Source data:
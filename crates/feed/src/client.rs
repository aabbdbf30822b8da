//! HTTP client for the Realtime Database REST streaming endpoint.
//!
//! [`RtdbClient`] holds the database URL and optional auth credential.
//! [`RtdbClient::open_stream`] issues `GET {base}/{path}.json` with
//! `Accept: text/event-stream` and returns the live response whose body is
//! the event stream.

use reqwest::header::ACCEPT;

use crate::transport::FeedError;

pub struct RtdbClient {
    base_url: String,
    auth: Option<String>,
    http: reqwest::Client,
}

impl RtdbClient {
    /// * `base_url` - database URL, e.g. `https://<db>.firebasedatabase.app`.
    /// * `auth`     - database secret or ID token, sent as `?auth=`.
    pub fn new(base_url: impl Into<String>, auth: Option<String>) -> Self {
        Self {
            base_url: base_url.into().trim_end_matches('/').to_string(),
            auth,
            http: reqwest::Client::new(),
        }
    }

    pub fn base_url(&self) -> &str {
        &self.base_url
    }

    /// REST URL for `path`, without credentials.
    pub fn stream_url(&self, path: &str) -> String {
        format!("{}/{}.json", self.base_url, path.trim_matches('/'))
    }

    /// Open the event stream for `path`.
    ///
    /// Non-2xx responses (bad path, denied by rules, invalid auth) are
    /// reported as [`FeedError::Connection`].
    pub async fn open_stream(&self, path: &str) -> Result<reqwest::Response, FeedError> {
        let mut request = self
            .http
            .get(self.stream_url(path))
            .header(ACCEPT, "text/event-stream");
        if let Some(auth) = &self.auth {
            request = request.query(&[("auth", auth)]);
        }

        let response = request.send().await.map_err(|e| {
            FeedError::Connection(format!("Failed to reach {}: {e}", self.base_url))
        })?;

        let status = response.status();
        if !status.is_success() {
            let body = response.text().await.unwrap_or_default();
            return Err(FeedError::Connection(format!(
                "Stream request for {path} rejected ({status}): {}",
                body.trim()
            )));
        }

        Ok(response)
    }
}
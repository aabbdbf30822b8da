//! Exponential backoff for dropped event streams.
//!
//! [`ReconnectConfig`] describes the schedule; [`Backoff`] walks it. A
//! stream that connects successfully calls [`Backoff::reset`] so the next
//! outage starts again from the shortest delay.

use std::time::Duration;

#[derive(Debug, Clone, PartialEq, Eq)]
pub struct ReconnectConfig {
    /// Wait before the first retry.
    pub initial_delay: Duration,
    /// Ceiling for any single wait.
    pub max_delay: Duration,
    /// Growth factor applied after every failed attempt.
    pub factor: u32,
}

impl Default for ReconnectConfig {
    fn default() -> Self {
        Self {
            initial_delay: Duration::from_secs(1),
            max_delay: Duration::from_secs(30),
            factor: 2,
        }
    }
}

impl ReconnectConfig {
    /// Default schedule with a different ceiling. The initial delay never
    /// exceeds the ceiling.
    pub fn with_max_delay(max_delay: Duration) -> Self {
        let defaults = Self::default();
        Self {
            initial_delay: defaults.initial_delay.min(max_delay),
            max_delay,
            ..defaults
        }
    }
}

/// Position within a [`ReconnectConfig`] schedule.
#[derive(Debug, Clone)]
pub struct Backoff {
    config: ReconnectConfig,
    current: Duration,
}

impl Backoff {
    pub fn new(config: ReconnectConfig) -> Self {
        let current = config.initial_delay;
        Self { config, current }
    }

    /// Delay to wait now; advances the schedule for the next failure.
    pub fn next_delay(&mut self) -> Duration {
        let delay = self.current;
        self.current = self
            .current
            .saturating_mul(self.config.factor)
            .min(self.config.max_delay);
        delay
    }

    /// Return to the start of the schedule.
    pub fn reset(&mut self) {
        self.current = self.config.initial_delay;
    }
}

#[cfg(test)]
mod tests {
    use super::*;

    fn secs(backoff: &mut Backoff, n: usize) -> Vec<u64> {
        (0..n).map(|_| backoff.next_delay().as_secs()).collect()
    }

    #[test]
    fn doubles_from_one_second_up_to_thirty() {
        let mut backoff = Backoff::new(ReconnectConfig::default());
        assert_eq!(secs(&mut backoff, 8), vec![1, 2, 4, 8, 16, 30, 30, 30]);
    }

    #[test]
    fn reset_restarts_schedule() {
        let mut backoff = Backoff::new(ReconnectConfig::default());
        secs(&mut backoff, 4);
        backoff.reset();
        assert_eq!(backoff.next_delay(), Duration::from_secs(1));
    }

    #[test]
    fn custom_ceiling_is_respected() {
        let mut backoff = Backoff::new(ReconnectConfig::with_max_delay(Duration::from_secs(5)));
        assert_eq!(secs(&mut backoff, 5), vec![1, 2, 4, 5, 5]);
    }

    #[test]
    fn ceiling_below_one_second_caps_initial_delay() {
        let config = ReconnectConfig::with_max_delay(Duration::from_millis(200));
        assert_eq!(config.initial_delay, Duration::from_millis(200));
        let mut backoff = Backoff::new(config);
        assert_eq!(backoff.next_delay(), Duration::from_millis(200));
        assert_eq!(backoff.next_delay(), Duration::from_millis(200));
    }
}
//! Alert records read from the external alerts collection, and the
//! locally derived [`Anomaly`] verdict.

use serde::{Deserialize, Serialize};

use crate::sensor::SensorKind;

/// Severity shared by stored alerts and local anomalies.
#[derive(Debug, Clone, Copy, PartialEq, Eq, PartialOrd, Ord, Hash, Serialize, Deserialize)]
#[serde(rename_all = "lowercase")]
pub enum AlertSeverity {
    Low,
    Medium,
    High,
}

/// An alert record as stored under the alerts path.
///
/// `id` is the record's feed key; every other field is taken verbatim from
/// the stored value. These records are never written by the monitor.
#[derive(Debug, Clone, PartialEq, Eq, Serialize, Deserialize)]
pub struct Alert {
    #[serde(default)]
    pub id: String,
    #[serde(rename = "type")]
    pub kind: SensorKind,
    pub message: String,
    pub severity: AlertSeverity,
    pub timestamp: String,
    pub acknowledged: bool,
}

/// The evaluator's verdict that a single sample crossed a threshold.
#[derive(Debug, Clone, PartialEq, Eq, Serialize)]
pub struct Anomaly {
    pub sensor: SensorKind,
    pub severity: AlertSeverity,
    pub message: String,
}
...
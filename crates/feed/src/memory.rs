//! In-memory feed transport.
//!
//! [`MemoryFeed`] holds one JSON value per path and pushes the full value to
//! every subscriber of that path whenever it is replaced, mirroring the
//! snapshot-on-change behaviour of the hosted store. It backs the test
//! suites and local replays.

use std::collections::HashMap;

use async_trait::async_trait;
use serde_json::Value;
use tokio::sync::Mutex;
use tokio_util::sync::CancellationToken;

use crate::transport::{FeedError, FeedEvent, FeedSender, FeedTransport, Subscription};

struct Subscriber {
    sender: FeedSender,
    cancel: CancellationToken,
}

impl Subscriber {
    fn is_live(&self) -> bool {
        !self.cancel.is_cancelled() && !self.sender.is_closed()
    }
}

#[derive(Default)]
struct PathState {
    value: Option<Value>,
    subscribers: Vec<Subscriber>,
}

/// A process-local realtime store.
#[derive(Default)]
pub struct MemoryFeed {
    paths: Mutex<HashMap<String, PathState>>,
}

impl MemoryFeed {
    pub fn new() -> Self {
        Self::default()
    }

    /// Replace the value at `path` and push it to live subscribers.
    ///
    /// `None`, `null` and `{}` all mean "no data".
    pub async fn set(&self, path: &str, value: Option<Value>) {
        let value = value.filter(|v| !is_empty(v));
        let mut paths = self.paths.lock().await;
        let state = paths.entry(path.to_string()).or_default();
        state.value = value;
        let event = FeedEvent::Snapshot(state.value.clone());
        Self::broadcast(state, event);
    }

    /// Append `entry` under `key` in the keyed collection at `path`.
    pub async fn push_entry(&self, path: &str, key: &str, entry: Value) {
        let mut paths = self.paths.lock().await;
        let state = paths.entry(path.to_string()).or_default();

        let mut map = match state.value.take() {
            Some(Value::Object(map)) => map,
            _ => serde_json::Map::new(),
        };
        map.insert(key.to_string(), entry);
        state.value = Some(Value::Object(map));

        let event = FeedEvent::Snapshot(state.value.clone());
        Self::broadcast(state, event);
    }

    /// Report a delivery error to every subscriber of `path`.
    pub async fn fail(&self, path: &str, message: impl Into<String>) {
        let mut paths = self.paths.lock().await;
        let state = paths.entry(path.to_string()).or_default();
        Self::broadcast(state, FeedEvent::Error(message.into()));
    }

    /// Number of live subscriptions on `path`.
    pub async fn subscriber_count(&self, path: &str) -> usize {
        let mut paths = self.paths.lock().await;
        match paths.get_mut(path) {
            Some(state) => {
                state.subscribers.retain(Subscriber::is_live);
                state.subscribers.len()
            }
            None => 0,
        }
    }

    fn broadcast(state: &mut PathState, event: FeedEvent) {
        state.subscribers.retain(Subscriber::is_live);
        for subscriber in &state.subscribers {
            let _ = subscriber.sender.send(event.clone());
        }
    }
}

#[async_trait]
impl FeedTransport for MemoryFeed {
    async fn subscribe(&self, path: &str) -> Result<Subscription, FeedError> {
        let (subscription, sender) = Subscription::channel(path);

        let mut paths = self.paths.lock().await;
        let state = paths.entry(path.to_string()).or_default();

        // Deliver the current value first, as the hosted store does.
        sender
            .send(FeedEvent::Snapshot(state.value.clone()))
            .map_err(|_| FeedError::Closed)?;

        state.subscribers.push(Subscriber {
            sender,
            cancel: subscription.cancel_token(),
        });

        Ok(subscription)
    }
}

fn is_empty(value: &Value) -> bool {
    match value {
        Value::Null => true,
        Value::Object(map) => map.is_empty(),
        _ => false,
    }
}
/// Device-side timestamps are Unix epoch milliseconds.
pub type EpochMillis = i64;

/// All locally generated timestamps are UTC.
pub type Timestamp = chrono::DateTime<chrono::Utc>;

## Exercise goal:
Copy out, word for word, the part of the entries above that begins at the line with "exceeds the ceiling." and ends at the line with "let mut backoff = Backoff::new(config);", including both.

## Written solution:
    /// exceeds the ceiling.
    pub fn with_max_delay(max_delay: Duration) -> Self {
        let defaults = Self::default();
        Self {
            initial_delay: defaults.initial_delay.min(max_delay),
            max_delay,
            ..defaults
        }
    }
}

/// Position within a [`ReconnectConfig`] schedule.
#[derive(Debug, Clone)]
pub struct Backoff {
    config: ReconnectConfig,
    current: Duration,
}

impl Backoff {
    pub fn new(config: ReconnectConfig) -> Self {
        let current = config.initial_delay;
        Self { config, current }
    }

    /// Delay to wait now; advances the schedule for the next failure.
    pub fn next_delay(&mut self) -> Duration {
        let delay = self.current;
        self.current = self
            .current
            .saturating_mul(self.config.factor)
            .min(self.config.max_delay);
        delay
    }

    /// Return to the start of the schedule.
    pub fn reset(&mut self) {
        self.current = self.config.initial_delay;
    }
}

#[cfg(test)]
mod tests {
    use super::*;

    fn secs(backoff: &mut Backoff, n: usize) -> Vec<u64> {
        (0..n).map(|_| backoff.next_delay().as_secs()).collect()
    }

    #[test]
    fn doubles_from_one_second_up_to_thirty() {
        let mut backoff = Backoff::new(ReconnectConfig::default());
        assert_eq!(secs(&mut backoff, 8), vec![1, 2, 4, 8, 16, 30, 30, 30]);
    }

    #[test]
    fn reset_restarts_schedule() {
        let mut backoff = Backoff::new(ReconnectConfig::default());
        secs(&mut backoff, 4);
        backoff.reset();
        assert_eq!(backoff.next_delay(), Duration::from_secs(1));
    }

    #[test]
    fn custom_ceiling_is_respected() {
        let mut backoff = Backoff::new(ReconnectConfig::with_max_delay(Duration::from_secs(5)));
        assert_eq!(secs(&mut backoff, 5), vec![1, 2, 4, 5, 5]);
    }

    #[test]
    fn ceiling_below_one_second_caps_initial_delay() {
        let config = ReconnectConfig::with_max_delay(Duration::from_millis(200));
        assert_eq!(config.initial_delay, Duration::from_millis(200));
        let mut backoff = Backoff::new(config);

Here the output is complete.